US firms in China increasingly fear bilateral tensions will last for years: survey

US companies in China are increasingly fretful that trade tensions between the world's two biggest economies will drag out over years.

US companies in China are increasingly fretful that trade tensions between the world’s two biggest economies will drag out over years and nearly a third said their ability to retain staff had been affected, a survey showed.

Half the companies said that they believe soured ties will last at least three years, up sharply from 30 percent in 2019, according to an annual business sentiment survey conducted by the American Chamber Commerce in Shanghai and consultancy PwC China.

Of those, 27 percent said they believe tensions will last indefinitely, compared with just 13 percent last year.
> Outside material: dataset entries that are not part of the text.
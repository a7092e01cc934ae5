use serde::{Deserialize, Serialize};
use time::OffsetDateTime;
use uuid::Uuid;

use crate::auth::repo_types::{Role, User};
use crate::trips::repo::{ItineraryStep, PointOfInterest, Trip};

#[derive(Debug, Deserialize)]
pub struct SearchQuery {
    #[serde(default = "default_page")]
    pub page: i64,
    #[serde(default = "default_limit")]
    pub limit: i64,
    #[serde(default)]
    pub search: String,
}

fn default_page() -> i64 {
    1
}
fn default_limit() -> i64 {
    10
}

#[derive(Debug, Serialize)]
pub struct StatsResponse {
    pub total_users: i64,
    pub active_users: i64,
    pub total_roadtrips: i64,
    pub published_roadtrips: i64,
}

#[derive(Debug, Serialize)]
pub struct UserSummary {
    pub id: Uuid,
    pub first_name: Option<String>,
    pub last_name: Option<String>,
    pub email: String,
    pub is_verified: bool,
    pub created_at: OffsetDateTime,
}

impl From<User> for UserSummary {
    fn from(user: User) -> Self {
        Self {
            id: user.id,
            first_name: user.first_name,
            last_name: user.last_name,
            email: user.email,
            is_verified: user.is_verified,
            created_at: user.created_at,
        }
    }
}

#[derive(Debug, Serialize)]
pub struct TripSummary {
    pub id: Uuid,
    pub title: String,
    pub country: String,
    pub best_season: String,
    pub is_published: bool,
    pub created_at: OffsetDateTime,
}

impl From<Trip> for TripSummary {
    fn from(trip: Trip) -> Self {
        Self {
            id: trip.id,
            title: trip.title,
            country: trip.country,
            best_season: trip.best_season,
            is_published: trip.is_published,
            created_at: trip.created_at,
        }
    }
}

#[derive(Debug, Serialize)]
pub struct UserListResponse {
    pub users: Vec<User>,
    pub total: i64,
}

#[derive(Debug, Serialize)]
pub struct TripListResponse {
    pub trips: Vec<Trip>,
    pub total: i64,
}

#[derive(Debug, Deserialize)]
pub struct UpdateUserRequest {
    pub first_name: Option<String>,
    pub last_name: Option<String>,
    pub phone_number: Option<String>,
    pub role: Option<Role>,
    pub is_verified: Option<bool>,
}

#[derive(Debug, Deserialize)]
pub struct UserStatusRequest {
    pub is_verified: bool,
}

#[derive(Debug, Deserialize)]
pub struct TripStatusRequest {
    pub is_published: bool,
}

#[derive(Debug, Deserialize)]
pub struct CreateTripRequest {
    pub title: String,
    #[serde(default)]
    pub description: String,
    pub image: Option<String>,
    #[serde(default)]
    pub country: String,
    pub duration: Option<i32>,
    pub budget_amount: Option<f64>,
    pub budget_currency: Option<String>,
    #[serde(default)]
    pub best_season: String,
    #[serde(default)]
    pub is_premium: bool,
    #[serde(default)]
    pub is_published: bool,
    #[serde(default)]
    pub tags: Vec<String>,
    #[serde(default)]
    pub points_of_interest: Vec<PointOfInterest>,
    #[serde(default)]
    pub itinerary: Vec<ItineraryStep>,
}

#[derive(Debug, Default, Deserialize)]
pub struct UpdateTripRequest {
    pub title: Option<String>,
    pub description: Option<String>,
    pub image: Option<String>,
    pub country: Option<String>,
    pub duration: Option<i32>,
    pub budget_amount: Option<f64>,
    pub budget_currency: Option<String>,
    pub best_season: Option<String>,
    pub is_premium: Option<bool>,
    pub is_published: Option<bool>,
    pub tags: Option<Vec<String>>,
    pub points_of_interest: Option<Vec<PointOfInterest>>,
    pub itinerary: Option<Vec<ItineraryStep>>,
}

pub(crate) const SUPPORTED_CURRENCIES: [&str; 4] = ["EUR", "USD", "CAD", "GBP"];

pub(crate) fn valid_currency(currency: &str) -> bool {
    SUPPORTED_CURRENCIES.contains(&currency)
}

#[cfg(test)]
mod tests {
    use super::*;

    #[test]
    fn only_known_currencies_are_accepted() {
        assert!(valid_currency("EUR"));
        assert!(valid_currency("GBP"));
        assert!(!valid_currency("JPY"));
        assert!(!valid_currency("eur"));
    }

    #[test]
    fn search_query_defaults() {
        let q: SearchQuery = serde_json::from_str("{}").unwrap();
        assert_eq!(q.page, 1);
        assert_eq!(q.limit, 10);
        assert_eq!(q.search, "");
    }
}
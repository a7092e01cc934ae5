use std::net::SocketAddr;

use axum::{
    http::{header, HeaderValue, Method},
    routing::get,
    Router,
};
use tower_http::{cors::CorsLayer, trace::TraceLayer};

use crate::error::AppError;
use crate::state::AppState;
use crate::{admin, auth, favorites, messages, middleware, trips};

pub fn build_app(state: AppState) -> anyhow::Result<Router> {
    let cors = CorsLayer::new()
        .allow_origin(state.config.cors_origin.parse::<HeaderValue>()?)
        .allow_methods([Method::GET, Method::POST, Method::PUT, Method::DELETE])
        .allow_headers([header::AUTHORIZATION, header::CONTENT_TYPE])
        .allow_credentials(true);

    let app = Router::new()
        .nest(
            "/api/v1",
            Router::new()
                .merge(auth::router())
                .merge(trips::router())
                .merge(favorites::router())
                .merge(messages::router())
                .merge(admin::router())
                .route("/health", get(|| async { "ok" })),
        )
        .fallback(|| async { AppError::NotFound("route not found".into()) })
        .layer(axum::middleware::from_fn_with_state(
            state.clone(),
            middleware::rate_limit,
        ))
        .with_state(state)
        .layer(cors)
        .layer(
            TraceLayer::new_for_http()
                .make_span_with(|req: &axum::http::Request<_>| {
                    let method = req.method().clone();
                    let uri = req.uri().clone();
                    tracing::info_span!("http_request", %method, uri = %uri)
                })
                .on_response(
                    |res: &axum::http::Response<_>,
                     _latency: std::time::Duration,
                     span: &tracing::Span| {
                        let status = res.status();
                        span.record("status", tracing::field::display(status));
                        if status.is_server_error() {
                            tracing::error!(%status, "response");
                        } else {
                            tracing::info!(%status, "response");
                        }
                    },
                ),
        );

    Ok(app)
}

pub async fn serve(app: Router, host: &str, port: u16) -> anyhow::Result<()> {
    let addr: SocketAddr = format!("{host}:{port}").parse()?;

    tracing::info!("listening on {}", addr);
    let listener = tokio::net::TcpListener::bind(addr).await?;
    axum::serve(listener, app).await?;
    Ok(())
}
“US-China tension is the top concern for the American business community here,” Ker Gibbs, president of the business chamber, said at an event to mark the release of the report.

US-China tensions, already high after last year’s trade war, have further intensified this year due to the COVID-19 outbreak and as Washington blacklists or threatens to blacklist Chinese technology companies.

With the US election approaching, President Donald Trump this week again raised the idea of separating the US and Chinese economies, also known as decoupling, suggesting the United States would not lose money if the countries no longer did business.

Underscoring the worries about bilateral tensions as well as economic uncertainty caused by the coronavirus pandemic, only 29 percent of firms plan to increase their investment in China this year, down from 47 percent in 2019.

And 32 percent of respondents said they believe the deterioration in relations was affecting their ability to retain both local and expatriate staff — a view that was particularly pronounced in the education and logistics sectors.

“It’s about the attractiveness of a US brand given this atmosphere of tensions,” said Mark Gilbraith, management consulting leader for PwC China.

However, the proportion of companies with a pessimistic five-year outlook receded slightly, at 18.5 percent versus 21.1 percent in 2019.

The improvement may be attributable to the Phase One trade deal, the report said. Until 2019, firms with pessimistic five-year outlooks had hovered at around 7 percent for several years.

This year’s survey was conducted between June 16 and July 16 and garnered responses from 346 companies spanning sectors such as industrial manufacturing, automotive and pharmaceutical.

More than 90 percent said they were committed to remaining in China.